Jeremy Owen: cancer-fighting properties of the sea sponge

From Sunday Morning, 7:45 am on 2 September 2018

New Zealand researchers are looking at how they can reproduce the cancer-killing compounds uniquely produced in native sponges, for further research and to develop treatments.

The cancer-fighting properties of the cytotoxins produced by New Zealand’s Mycale henscheli sponge have been known for some time, metagenomics lecturer Jeremy Owen tells Sunday Morning's Wallace Chapman.

New Zealand sea sponge

The New Zealand sea sponge with cancer-killing properties.  Photo: supplied

"This observation was essentially made by taking sponges and grinding them up and testing them against cancer cells and seeing that they kill these cells.

"More recently, people have discovered that the sea sponges themselves may not actually be the sources of these really interesting compounds, they might actually be produced by bacteria that are living in the sea sponge and that's where our research fits into the picture."

Unfortunately, there's simply not enough of the chemical to go around, Dr Owen says, so he is overseeing a team to identify how to recreate it.

Metagenomics lecturer at Victoria University, Dr Jeremy Owen.

Dr Jeremy Owen Photo: Supplied

"The only way to get them currently, the most efficient way is to go diving and collect sponges and grind them up - which is tricky, and they're present at vanishingly small quantities.

"You can also synthesise them using total chemical synthesis, but they're really interesting and intricate structures. That's really difficult to do at any great scale.

"What we're really trying to do is develop a sustainable source so we can get enough of these things to push them forward to the next level of development as therapies."

As it is, the particular sponge they're looking at is only found in the waters all up and down the coast of New Zealand.

"There are certainly other marine sponges around the world that have different collections of cytotoxic compounds, or compounds that have potential use in cancer therapy, but this sponge is pretty unique to us."

He says they approached the problem by looking at the genetic makeup of the bacteria on the sponges.

"What's known is that they have microbes that are quite distinct from other environments or things that are living sort of free in the ocean and that you can't really cultivate these bacteria outside of the sponge.

"So, the only way we could get at them was to actually grind up this whole sponge and sequence … all of these bacterial genomes simultaneously, because we couldn't grow them individually."

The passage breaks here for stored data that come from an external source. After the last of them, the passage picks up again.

use crate::router::signature::{ParamType, ReservedKind, ReturnType, Signature};
use crate::CoreError;

/// Registration-time checks on a (possibly completed) command signature.
pub struct CommandValidator;

impl CommandValidator {
    pub fn check(signature: &Signature) -> Result<(), CoreError> {
        Self::check_parameters(signature)?;
        Self::check_return(signature)
    }

    /// Reserved names must carry their reserved types, reserved types may only appear
    /// under their reserved names, and every other parameter must be serializable.
    pub fn check_parameters(signature: &Signature) -> Result<(), CoreError> {
        for param in &signature.params {
            let declared = param.ty.reserved_kind();
            match ReservedKind::from_param_name(&param.name) {
                Some(expected) if declared != Some(expected) => {
                    return Err(signature_error(
                        signature,
                        &param.name,
                        format!("must be of type '{}'", expected.type_name()),
                    ));
                }
                Some(_) => {}
                None => {
                    if let Some(kind) = declared {
                        return Err(signature_error(
                            signature,
                            &param.name,
                            format!(
                                "uses reserved type '{}' which is only allowed for `{}`",
                                kind.type_name(),
                                kind.param_name()
                            ),
                        ));
                    }
                    if let ParamType::Value(value) = &param.ty {
                        if !value.is_serializable() {
                            return Err(CoreError::InvalidParameterType {
                                module: signature.module.clone(),
                                function: signature.function.clone(),
                                parameter: param.name.clone(),
                                type_name: value.type_name(),
                            });
                        }
                    }
                }
            }
        }
        Ok(())
    }

    pub fn check_return(signature: &Signature) -> Result<(), CoreError> {
        match &signature.returns {
            ReturnType::Envelope(results) if results.is_serializable() => Ok(()),
            other => Err(CoreError::InvalidReturnType {
                module: signature.module.clone(),
                function: signature.function.clone(),
                type_name: other.type_name(),
            }),
        }
    }
}

pub(crate) fn signature_error(signature: &Signature, parameter: &str, message: String) -> CoreError {
    CoreError::Signature {
        module: signature.module.clone(),
        function: signature.function.clone(),
        parameter: parameter.to_owned(),
        message,
    }
}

He says they've been fairly successful.

"We've identified the bacteria that produces the compound that we're interested in, we can see the complete collection of genes - and there are over 30 genes that are responsible for putting this compound together - but we can see, we think, the entire biosynthetic pathway."

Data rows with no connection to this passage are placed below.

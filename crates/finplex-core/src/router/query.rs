use serde_json::Value;
use tracing::{debug, warn};

use crate::envelope::Warning;
use crate::fetcher::FetchOptions;
use crate::provider_interface::ExtraParam;
use crate::router::command_context::CommandContext;
use crate::router::handler::CommandInput;
use crate::router::Route;
use crate::schema::{Field, Params, Schema};
use crate::secret::SecretMap;
use crate::{CoreError, ValidationError};

/// One model command invocation resolved against its route.
///
/// Provider choice, in order: the caller's explicit choice, the route default from
/// configuration, the first provider implementing the model. Extra parameters the
/// chosen provider does not accept are dropped with a platform warning.
#[derive(Debug)]
pub struct Query<'a> {
    cc: &'a CommandContext,
    model: &'a str,
    provider: String,
    standard_params: Params,
    extra_params: Params,
    credentials: SecretMap,
    passthrough: Params,
    warnings: Vec<Warning>,
}

impl<'a> Query<'a> {
    pub fn new(
        cc: &'a CommandContext,
        route: &'a Route,
        model: &'a str,
        input: CommandInput,
    ) -> Result<Self, CoreError> {
        let choices = route.provider_choices();
        let provider = Self::choose_provider(
            &choices,
            input.provider.as_deref(),
            cc.default_provider(&route.path),
        )?;

        let standard_schema = route
            .standard_params()
            .cloned()
            .unwrap_or_else(|| Schema::new(model, Vec::new()));
        let (standard, extra, warnings) =
            Self::split_params(&standard_schema, route.extra_params(), &provider, input.params)?;

        let standard_params = standard_schema.coerce_params(&standard)?;
        let extra_params = Self::extra_schema(route.extra_params(), &provider).coerce_params(&extra)?;

        let mut credentials = cc.credentials.clone();
        credentials.extend(input.credentials.unwrap_or_default());

        Ok(Self {
            cc,
            model,
            provider,
            standard_params,
            extra_params,
            credentials,
            passthrough: input.passthrough,
            warnings,
        })
    }

    /// Picks the provider for this call from `choices`.
    pub fn choose_provider(
        choices: &[String],
        explicit: Option<&str>,
        route_default: Option<&str>,
    ) -> Result<String, CoreError> {
        if let Some(explicit) = explicit.map(str::trim).filter(|name| !name.is_empty()) {
            let explicit = explicit.to_ascii_lowercase();
            if choices.contains(&explicit) {
                return Ok(explicit);
            }
            return Err(CoreError::ProviderNotFound {
                name: explicit,
                available: choices.to_vec(),
            });
        }

        if let Some(default) = route_default {
            let default = default.to_ascii_lowercase();
            if choices.contains(&default) {
                return Ok(default);
            }
            warn!(provider = %default, "configured default provider does not serve this route");
        }

        choices.first().cloned().ok_or_else(|| CoreError::ProviderNotFound {
            name: String::from("<none>"),
            available: Vec::new(),
        })
    }

    fn split_params(
        standard: &Schema,
        extras: &[ExtraParam],
        provider: &str,
        params: Params,
    ) -> Result<(Params, Params, Vec<Warning>), CoreError> {
        let mut standard_params = Params::new();
        let mut extra_params = Params::new();
        let mut warnings = Vec::new();

        for (name, value) in params {
            if standard.field(&name).is_some() {
                standard_params.insert(name, value);
                continue;
            }
            let Some(extra) = extras.iter().find(|extra| extra.name == name) else {
                return Err(ValidationError::UnknownParameter { name }.into());
            };
            if extra.providers.iter().any(|supported| supported == provider) {
                extra_params.insert(name, value);
            } else if !value.is_null() {
                debug!(parameter = %name, provider, "dropping unsupported extra parameter");
                warnings.push(Warning::platform(format!(
                    "Parameter '{name}' is not supported by provider '{provider}'. It will be ignored."
                ))?);
            }
        }

        Ok((standard_params, extra_params, warnings))
    }

    fn extra_schema(extras: &[ExtraParam], provider: &str) -> Schema {
        let fields = extras
            .iter()
            .filter(|extra| extra.providers.iter().any(|supported| supported == provider))
            .map(|extra| Field::optional(&extra.name, extra.kind, &extra.description))
            .collect();
        Schema::new("ExtraParams", fields)
    }

    pub fn provider(&self) -> &str {
        &self.provider
    }

    pub fn standard_params(&self) -> &Params {
        &self.standard_params
    }

    pub fn extra_params(&self) -> &Params {
        &self.extra_params
    }

    pub fn warnings(&self) -> &[Warning] {
        &self.warnings
    }

    /// Standard and extra parameters merged into the fetcher's flat input.
    pub fn params(&self) -> Params {
        let mut merged = self.standard_params.clone();
        merged.extend(self.extra_params.clone());
        merged
    }

    /// Runs the query through the executor, returning records and accumulated warnings.
    pub async fn execute(self) -> Result<(Vec<Value>, Vec<Warning>), CoreError> {
        let options = FetchOptions {
            timeout_ms: self.cc.settings.timeout_ms,
            passthrough: self.passthrough.clone(),
        };
        let records = self
            .cc
            .executor
            .execute(
                &self.provider,
                self.model,
                self.params(),
                Some(&self.credentials),
                options,
            )
            .await?;
        Ok((records, self.warnings))
    }
}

The next step, he says, is to develop a sustainable way of producing more of the cytotoxic compound they are interested in so it can be used for further research, and eventually - possibly - treatment.

"The compounds that are found in these sponges are quite unique in what they target and how they kill cancer cells so there's the potential that they may be able to either augment existing therapies or perhaps target things that are not susceptible to therapies.

"Since we have the entire genome sequence we can say something about the metabolic requirements of the bacteria that produces it … to try and enable this previously uncultivatable bacteria to become cultivated in the lab.

"The other thing is we can actually use those genes, that collection of blueprints, to try and build a new strain in the lab that takes those genes and uses it to produce the compound in a laboratory setting."